Creating Rails Engine/ Ruby gem

To create a gem, you must run:

$ bundle gem <gem-name>

or if it is a Rails Engine:

$ rails plugin new <engine-name> --mountable
  • Note that it is more recommended to use the --mountable flag when creating a Rails Engine

More info: https://guides.rubyonrails.org/engines.html#generating-an-engine

Setting up RSpec

Ruby gem
If you are creating a simple Ruby gem, you must choose RSpec as your unit test framework when you first create the gem, or you can do it manually. You must need RSpec for your unit tests. Include this line in your .gemspec file

s.add_development_dependency "rspec"

Rails Engine
If you are creating a Rails Engine, you need the rspec-rails gem:

s.add_development_dependency "rspec-rails"

then do $ bundle install command. If you are creating a Rails Engine after running bundle install, you will need to run:

$ rails generate rspec:install

to generate spec/ folder, inside it is spec_helper.rb and rails_helper.rb . Make sure your .rspec file looks like this:

--color
--require rails_helper

You must require rails_helper , and in rails_helper.rb, require spec_helper on top of the file:

# on top of rails_helper.rb
require 'spec_helper'
# rest of the code...

and change this line:

require File.expand_path('../../config/environment', __FILE__)

to this:

require File.expand_path('../dummy/config/environment.rb', __FILE__)

to make RSpec work in the dummy app it created.

Setting up FactoryBot

Ruby gem
Add this to your .gemspec file:

s.add_development_dependency "factory_bot"

then $ bundle install

Rails Engine
Add the rails keyword in factory_bot in .gemspec:

s.add_development_dependency "factory_bot_rails"

then $ bundle install.

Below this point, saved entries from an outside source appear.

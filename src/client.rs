//! Machine-to-machine client.
//!
//! Resolves client-credentials tokens through three tiers (memory, shared cache,
//! token endpoint) and sends bearer-authorized requests to one service.

use std::sync::atomic::{AtomicBool, Ordering};
use std::sync::Arc;
use std::time::Duration;

use reqwest::{Client, Method, RequestBuilder, Response};
use serde::de::DeserializeOwned;
use serde::Serialize;
use tokio::sync::RwLock;
use tracing::{debug, info, warn};

use crate::cache::{self, Token, TokenCache, TokenResponse};
use crate::config::{CredentialOverrides, Credentials};
use crate::error::{M2mError, Result};
use crate::helpers::time::{cache_ttl_seconds, get_instant, get_token_cache_buffer_seconds};
use crate::observability::metrics::{get_metrics, status_class, TIER_CACHE, TIER_ENDPOINT, TIER_MEMORY};
use crate::utils::constants::{DEFAULT_HTTP_TIMEOUT_SECS, GRANT_TYPE_CLIENT_CREDENTIALS};

/// Authenticated client for a single service.
///
/// Clones share the held token, the cache and the closed state.
#[derive(Clone)]
pub struct M2MClient {
    inner: Arc<Inner>,
}

struct Inner {
    service: Option<String>,
    credentials: Credentials,
    http: Client,
    cache: Arc<dyn TokenCache>,
    token_cache_buffer: u64,
    token: RwLock<Option<Token>>,
    closed: AtomicBool,
}

impl std::fmt::Debug for M2MClient {
    fn fmt(&self, f: &mut std::fmt::Formatter<'_>) -> std::fmt::Result {
        f.debug_struct("M2MClient")
            .field("service", &self.inner.service)
            .field("credentials", &self.inner.credentials)
            .field("token_cache_buffer", &self.inner.token_cache_buffer)
            .field("closed", &self.is_closed())
            .finish()
    }
}

#[derive(Default)]
pub struct M2MClientBuilder {
    service: Option<String>,
    overrides: CredentialOverrides,
    cache: Option<Arc<dyn TokenCache>>,
    token_cache_buffer: Option<u64>,
    timeout: Option<Duration>,
}

impl M2MClientBuilder {
    pub fn service(mut self, service: impl Into<String>) -> Self {
        self.service = Some(service.into());
        self
    }

    pub fn client_id(mut self, client_id: impl Into<String>) -> Self {
        self.overrides.client_id = Some(client_id.into());
        self
    }

    pub fn client_secret(mut self, client_secret: impl Into<String>) -> Self {
        self.overrides.client_secret = Some(client_secret.into());
        self
    }

    pub fn audience(mut self, audience: impl Into<String>) -> Self {
        self.overrides.audience = Some(audience.into());
        self
    }

    pub fn auth_base_url(mut self, auth_base_url: impl Into<String>) -> Self {
        self.overrides.auth_base_url = Some(auth_base_url.into());
        self
    }

    pub fn base_url(mut self, base_url: impl Into<String>) -> Self {
        self.overrides.base_url = Some(base_url.into());
        self
    }

    pub fn cache(mut self, cache: Arc<dyn TokenCache>) -> Self {
        self.cache = Some(cache);
        self
    }

    /// Seconds taken off a token's lifetime before it is written to the cache.
    pub fn token_cache_buffer(mut self, seconds: u64) -> Self {
        self.token_cache_buffer = Some(seconds);
        self
    }

    pub fn timeout(mut self, timeout: Duration) -> Self {
        self.timeout = Some(timeout);
        self
    }

    pub fn build(self) -> Result<M2MClient> {
        let credentials = Credentials::resolve(self.service.as_deref(), self.overrides)?;
        let cache = match self.cache {
            Some(cache) => cache,
            None => cache::select_cache()
                .map_err(|e| M2mError::Configuration(format!("token cache: {}", e)))?,
        };
        let http = Client::builder()
            .timeout(self.timeout.unwrap_or(Duration::from_secs(DEFAULT_HTTP_TIMEOUT_SECS)))
            .build()?;

        Ok(M2MClient {
            inner: Arc::new(Inner {
                service: self.service.map(|s| s.to_uppercase()),
                credentials,
                http,
                cache,
                token_cache_buffer: get_token_cache_buffer_seconds(self.token_cache_buffer),
                token: RwLock::new(None),
                closed: AtomicBool::new(false),
            }),
        })
    }
}

impl M2MClient {
    pub fn builder() -> M2MClientBuilder {
        M2MClientBuilder::default()
    }

    /// Client for `service` with every credential taken from the environment.
    pub fn for_service(service: &str) -> Result<Self> {
        Self::builder().service(service).build()
    }

    pub fn service(&self) -> Option<&str> {
        self.inner.service.as_deref()
    }

    pub fn credentials(&self) -> &Credentials {
        &self.inner.credentials
    }

    pub fn token_cache_buffer(&self) -> u64 {
        self.inner.token_cache_buffer
    }

    pub fn cache_key(&self) -> String {
        self.inner.credentials.cache_key()
    }

    /// Cache consulted on a memory miss.
    pub fn cache(&self) -> &Arc<dyn TokenCache> {
        &self.inner.cache
    }

    /// Token currently held in memory, expired or not. `None` once closed.
    pub async fn token(&self) -> Option<Token> {
        if self.is_closed() {
            self.release_token().await;
            return None;
        }
        self.inner.token.read().await.clone()
    }

    /// Put a token in memory, replacing whatever was held.
    pub async fn set_token(&self, token: Token) {
        *self.inner.token.write().await = Some(token);
    }

    /// Release the client. Further requests fail.
    ///
    /// The held token is dropped here unless the lock is busy, in which case it is
    /// dropped by the next `token`, `fetch_token` or `send` call.
    pub fn close(&self) {
        if !self.inner.closed.swap(true, Ordering::SeqCst) {
            debug!("closing client for '{}'", self.name());
            if let Ok(mut token) = self.inner.token.try_write() {
                *token = None;
            }
        }
    }

    pub fn is_closed(&self) -> bool {
        self.inner.closed.load(Ordering::SeqCst)
    }

    /// Resolve a valid token: memory, then shared cache, then token endpoint.
    ///
    /// Concurrent callers on the same client may each reach the endpoint and each
    /// write the cache; the last write wins.
    pub async fn fetch_token(&self) -> Result<Token> {
        self.ensure_open().await?;
        let metrics = get_metrics().await;
        let start = get_instant();

        if let Some(token) = self.inner.token.read().await.as_ref().filter(|t| !t.is_expired()) {
            info!("Using m2m token from memory");
            metrics.token_resolutions.with_label_values(&[TIER_MEMORY]).inc();
            return Ok(token.clone());
        }

        info!("No m2m token found in memory. Fetching token from cache");
        let key = self.cache_key();
        match self.inner.cache.get(&key).await {
            Ok(Some(token)) if !token.is_expired() => {
                info!("Retrieved token from the cache");
                self.set_token(token.clone()).await;
                metrics.token_resolutions.with_label_values(&[TIER_CACHE]).inc();
                metrics.token_fetch_duration.with_label_values(&[TIER_CACHE]).observe(start.elapsed().as_secs_f64());
                return Ok(token);
            }
            Ok(_) => {}
            Err(err) => warn!("token cache lookup for '{}' failed: {}", self.name(), err),
        }

        info!("No m2m token found in cache. Fetching token from token endpoint");
        let token = self.request_token().await.inspect_err(|_| {
            metrics.token_endpoint_failures.inc();
        })?;

        info!("Saving m2m token to cache");
        let ttl = cache_ttl_seconds(token.expires_in, self.inner.token_cache_buffer);
        if let Err(err) = self.inner.cache.set(&key, &token, Duration::from_secs(ttl)).await {
            warn!("saving token for '{}' to cache failed: {}", self.name(), err);
        }
        self.set_token(token.clone()).await;

        metrics.token_resolutions.with_label_values(&[TIER_ENDPOINT]).inc();
        metrics.token_fetch_duration.with_label_values(&[TIER_ENDPOINT]).observe(start.elapsed().as_secs_f64());
        Ok(token)
    }

    async fn request_token(&self) -> Result<Token> {
        let creds = &self.inner.credentials;
        let form = [
            ("grant_type", GRANT_TYPE_CLIENT_CREDENTIALS),
            ("client_id", creds.client_id.as_str()),
            ("client_secret", creds.client_secret.as_str()),
            ("audience", creds.audience.as_str()),
        ];
        let response = self.inner.http.post(&creds.auth_base_url).form(&form).send().await?;
        let response = raise_on_4xx_5xx(response).await?;
        let body = response.text().await?;
        let token: TokenResponse = serde_json::from_str(&body)?;
        Ok(token.into())
    }

    /// Bearer-authorized request against `base_url/path`.
    pub async fn request(&self, method: Method, path: &str) -> Result<RequestBuilder> {
        let token = self.fetch_token().await?;
        let url = join_url(&self.inner.credentials.base_url, path);
        debug!("{} {}", method, url);
        Ok(self.inner.http.request(method, url).bearer_auth(token.access_token))
    }

    /// Send a request built by [`M2MClient::request`]; 4xx/5xx become errors.
    pub async fn send(&self, request: RequestBuilder) -> Result<Response> {
        self.ensure_open().await?;
        let response = request.send().await?;
        get_metrics()
            .await
            .service_responses
            .with_label_values(&[status_class(response.status().as_u16()).as_str()])
            .inc();
        raise_on_4xx_5xx(response).await
    }

    pub async fn get_json<T, Q>(&self, path: &str, query: &Q) -> Result<T>
    where
        T: DeserializeOwned,
        Q: Serialize + ?Sized,
    {
        let request = self.request(Method::GET, path).await?.query(query);
        decode_json(self.send(request).await?).await
    }

    pub async fn post_json<T, B>(&self, path: &str, body: &B) -> Result<T>
    where
        T: DeserializeOwned,
        B: Serialize + ?Sized,
    {
        let request = self.request(Method::POST, path).await?.json(body);
        decode_json(self.send(request).await?).await
    }

    async fn ensure_open(&self) -> Result<()> {
        if self.is_closed() {
            self.release_token().await;
            return Err(M2mError::Closed(self.name()));
        }
        Ok(())
    }

    async fn release_token(&self) {
        self.inner.token.write().await.take();
    }

    fn name(&self) -> String {
        self.inner
            .service
            .clone()
            .unwrap_or_else(|| self.inner.credentials.audience.clone())
    }
}

/// Turn a 4xx/5xx response into [`M2mError::HttpStatus`].
pub async fn raise_on_4xx_5xx(response: Response) -> Result<Response> {
    let status = response.status();
    if status.is_client_error() || status.is_server_error() {
        let url = response.url().to_string();
        let body = response.text().await.unwrap_or_default();
        warn!("request to {} failed with {}", url, status);
        return Err(M2mError::HttpStatus { status, url, body });
    }
    Ok(response)
}

async fn decode_json<T: DeserializeOwned>(response: Response) -> Result<T> {
    let body = response.text().await?;
    Ok(serde_json::from_str(&body)?)
}

fn join_url(base_url: &str, path: &str) -> String {
    if path.is_empty() {
        return base_url.to_owned();
    }
    format!("{}/{}", base_url.trim_end_matches('/'), path.trim_start_matches('/'))
}

#[cfg(test)]
mod tests {
    use super::*;
    use crate::cache::InMemoryTokenCache;

    fn client() -> M2MClient {
        M2MClient::builder()
            .client_id("id")
            .client_secret("secret")
            .audience("aud")
            .auth_base_url("http://127.0.0.1:1/oauth/token")
            .base_url("http://127.0.0.1:1")
            .cache(Arc::new(InMemoryTokenCache::new()))
            .build()
            .unwrap()
    }

    #[test]
    fn urls_are_joined_with_a_single_slash() {
        assert_eq!(join_url("https://svc.test.com", "claims"), "https://svc.test.com/claims");
        assert_eq!(join_url("https://svc.test.com/", "/claims"), "https://svc.test.com/claims");
        assert_eq!(join_url("https://svc.test.com/v1", "signed_url/"), "https://svc.test.com/v1/signed_url/");
        assert_eq!(join_url("https://svc.test.com", ""), "https://svc.test.com");
    }

    #[test]
    fn missing_configuration_is_reported() {
        let err = M2MClient::builder().client_id("id").build().unwrap_err();
        assert!(matches!(err, M2mError::Configuration(_)));
    }

    #[test]
    fn buffer_defaults_to_sixty_seconds() {
        assert_eq!(client().token_cache_buffer(), 60);
        assert_eq!(client().cache_key(), "idaud");
    }

    #[tokio::test]
    async fn closed_client_refuses_to_fetch() {
        let client = client();
        client.set_token(Token::new("held", 3600)).await;
        client.clone().close();

        assert!(client.is_closed());
        assert!(client.token().await.is_none());
        assert!(matches!(client.fetch_token().await, Err(M2mError::Closed(_))));
    }

    #[tokio::test]
    async fn token_held_under_a_busy_lock_is_released_after_close() {
        let client = client();
        client.set_token(Token::new("held", 3600)).await;

        let reader = client.inner.token.read().await;
        client.close();
        drop(reader);
        assert!(client.inner.token.read().await.is_some());

        assert!(matches!(client.fetch_token().await, Err(M2mError::Closed(_))));
        assert!(client.inner.token.read().await.is_none());
    }

    #[tokio::test]
    async fn closed_client_reports_no_token_even_when_close_could_not_clear_it() {
        let client = client();
        client.set_token(Token::new("held", 3600)).await;

        let reader = client.inner.token.read().await;
        client.close();
        drop(reader);

        assert!(client.token().await.is_none());
        assert!(client.inner.token.read().await.is_none());
    }
}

After that, create a support/ folder and inside it, create a factory_bot.rb file that contains:

require 'factory_bot_rails'RSpec.configure do |config|    
config.include FactoryBot::Syntax::Methods
end

Now, back to rails_helper.rb , require factory_bot after requiring rspec/rails . Code looks like this:

require 'spec_helper'
ENV['RAILS_ENV'] ||= 'test'
require File.expand_path('../dummy/config/environment.rb', __FILE__)
# ...
# require factory_bot after this
require 'rspec/rails'
# ...
# factory_bot (here)
require 'support/factory_bot'

After that, inside our spec/ folder, create factories/ folder. Filename is test.rb (matching model filename). You can now define your factories like this:

FactoryBot.define do
factory :test_model, class: Test
end

Theclass hash is your model in app/models/ . More documentation of FactoryBot here.

This is for the user factory (spec/factories/user.rb):

FactoryBot.define do    
factory :user_model, class: User
end

Generate routes, models and controllers

Now let’s start doing some real work. Rails Engines are usually made for modularization. The aim of making a Rails Engine is to wrap a “mini” Rails application with a specific subset of functionality. In that way, it is easy to share it in different projects, or you could say “plug-and-play” like how normal gems work.

So to start, we must put some routes in our config/routes.rb file,

TestEngine::Engine.routes.draw do  
scope module: 'rails' do
namespace :api do
namespace :v1 do
post 'test', to: 'test#create'
end
end
end
end

We are expecting a create method in our test_controller.rb . Let’s create that:

$ rails g controller Api::V1::Test

Then we modify it:

module TestEngine
class Api::V1::TestController < ApplicationController
def create
value = test_params["test"]
head 400 and return if value != "success"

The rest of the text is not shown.